*** SOURCE MATERIAL ***

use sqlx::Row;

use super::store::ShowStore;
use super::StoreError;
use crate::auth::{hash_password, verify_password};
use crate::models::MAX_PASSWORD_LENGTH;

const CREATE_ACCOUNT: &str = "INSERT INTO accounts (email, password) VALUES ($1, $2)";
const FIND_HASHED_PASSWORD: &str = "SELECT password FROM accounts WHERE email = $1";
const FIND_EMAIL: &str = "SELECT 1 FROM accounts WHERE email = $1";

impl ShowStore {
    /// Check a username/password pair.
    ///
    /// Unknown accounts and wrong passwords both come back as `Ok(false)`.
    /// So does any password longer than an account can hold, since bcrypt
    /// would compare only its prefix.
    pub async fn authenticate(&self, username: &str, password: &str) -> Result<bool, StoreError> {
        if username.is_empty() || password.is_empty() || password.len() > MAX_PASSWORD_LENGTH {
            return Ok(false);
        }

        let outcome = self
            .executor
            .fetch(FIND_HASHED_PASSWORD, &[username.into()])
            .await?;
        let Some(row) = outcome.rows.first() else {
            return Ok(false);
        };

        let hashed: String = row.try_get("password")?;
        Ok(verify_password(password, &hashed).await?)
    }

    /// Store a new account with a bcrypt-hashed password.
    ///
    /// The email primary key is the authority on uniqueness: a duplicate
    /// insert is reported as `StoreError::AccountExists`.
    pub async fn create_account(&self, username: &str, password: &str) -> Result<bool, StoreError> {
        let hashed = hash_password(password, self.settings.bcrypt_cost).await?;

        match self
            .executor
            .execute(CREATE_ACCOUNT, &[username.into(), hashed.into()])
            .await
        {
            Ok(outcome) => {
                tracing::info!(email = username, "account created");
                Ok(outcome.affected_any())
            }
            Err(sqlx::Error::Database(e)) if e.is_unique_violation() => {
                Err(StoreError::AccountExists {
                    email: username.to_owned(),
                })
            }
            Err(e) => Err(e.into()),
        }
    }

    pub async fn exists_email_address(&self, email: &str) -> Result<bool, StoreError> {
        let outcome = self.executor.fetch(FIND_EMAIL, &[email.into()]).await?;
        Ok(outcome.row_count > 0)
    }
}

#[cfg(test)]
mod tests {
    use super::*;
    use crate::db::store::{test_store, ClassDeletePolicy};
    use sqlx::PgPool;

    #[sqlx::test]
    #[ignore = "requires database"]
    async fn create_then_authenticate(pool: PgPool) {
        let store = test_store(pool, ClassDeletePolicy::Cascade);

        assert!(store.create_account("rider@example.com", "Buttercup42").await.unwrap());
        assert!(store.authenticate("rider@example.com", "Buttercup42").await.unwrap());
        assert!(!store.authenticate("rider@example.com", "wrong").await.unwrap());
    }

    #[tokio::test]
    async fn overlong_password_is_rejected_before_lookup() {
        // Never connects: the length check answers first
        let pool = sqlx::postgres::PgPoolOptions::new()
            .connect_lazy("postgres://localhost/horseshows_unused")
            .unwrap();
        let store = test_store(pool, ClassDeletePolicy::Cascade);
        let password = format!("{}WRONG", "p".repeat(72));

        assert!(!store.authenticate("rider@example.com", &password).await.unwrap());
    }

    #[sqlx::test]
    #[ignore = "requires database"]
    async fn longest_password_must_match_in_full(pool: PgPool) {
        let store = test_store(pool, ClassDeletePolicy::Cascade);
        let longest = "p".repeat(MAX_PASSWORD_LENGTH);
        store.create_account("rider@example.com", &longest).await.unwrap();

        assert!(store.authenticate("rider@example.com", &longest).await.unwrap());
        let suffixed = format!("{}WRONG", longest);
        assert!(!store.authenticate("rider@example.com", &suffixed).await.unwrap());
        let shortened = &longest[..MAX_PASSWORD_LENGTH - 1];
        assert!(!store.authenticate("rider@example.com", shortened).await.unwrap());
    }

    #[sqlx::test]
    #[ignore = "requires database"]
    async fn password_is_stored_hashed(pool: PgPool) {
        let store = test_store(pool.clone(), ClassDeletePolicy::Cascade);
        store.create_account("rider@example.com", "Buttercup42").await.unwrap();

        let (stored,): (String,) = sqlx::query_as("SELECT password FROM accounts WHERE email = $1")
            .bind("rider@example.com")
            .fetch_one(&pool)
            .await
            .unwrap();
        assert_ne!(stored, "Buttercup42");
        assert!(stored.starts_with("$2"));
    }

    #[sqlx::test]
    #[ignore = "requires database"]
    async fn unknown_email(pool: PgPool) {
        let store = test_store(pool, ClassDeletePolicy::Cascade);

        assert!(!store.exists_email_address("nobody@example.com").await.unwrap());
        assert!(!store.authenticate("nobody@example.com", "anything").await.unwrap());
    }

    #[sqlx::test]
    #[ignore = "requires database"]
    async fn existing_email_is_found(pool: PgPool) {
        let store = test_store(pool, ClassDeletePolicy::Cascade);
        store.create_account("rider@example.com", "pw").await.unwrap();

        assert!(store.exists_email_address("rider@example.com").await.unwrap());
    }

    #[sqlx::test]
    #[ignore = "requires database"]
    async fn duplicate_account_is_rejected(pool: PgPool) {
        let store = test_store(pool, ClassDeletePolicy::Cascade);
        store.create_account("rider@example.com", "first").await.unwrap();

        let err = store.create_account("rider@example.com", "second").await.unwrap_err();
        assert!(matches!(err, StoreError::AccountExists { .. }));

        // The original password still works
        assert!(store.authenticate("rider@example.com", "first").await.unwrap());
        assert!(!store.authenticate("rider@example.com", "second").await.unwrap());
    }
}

*** End of SOURCE MATERIAL ***

▸ **WHAT YOU HAVE TO DO**
Which lines in the listing have the string "suffixed"? Pick them out and copy them.

▸ **OUTPUT OF THE EXERCISE**
        let suffixed = format!("{}WRONG", longest);
        assert!(!store.authenticate("rider@example.com", &suffixed).await.unwrap());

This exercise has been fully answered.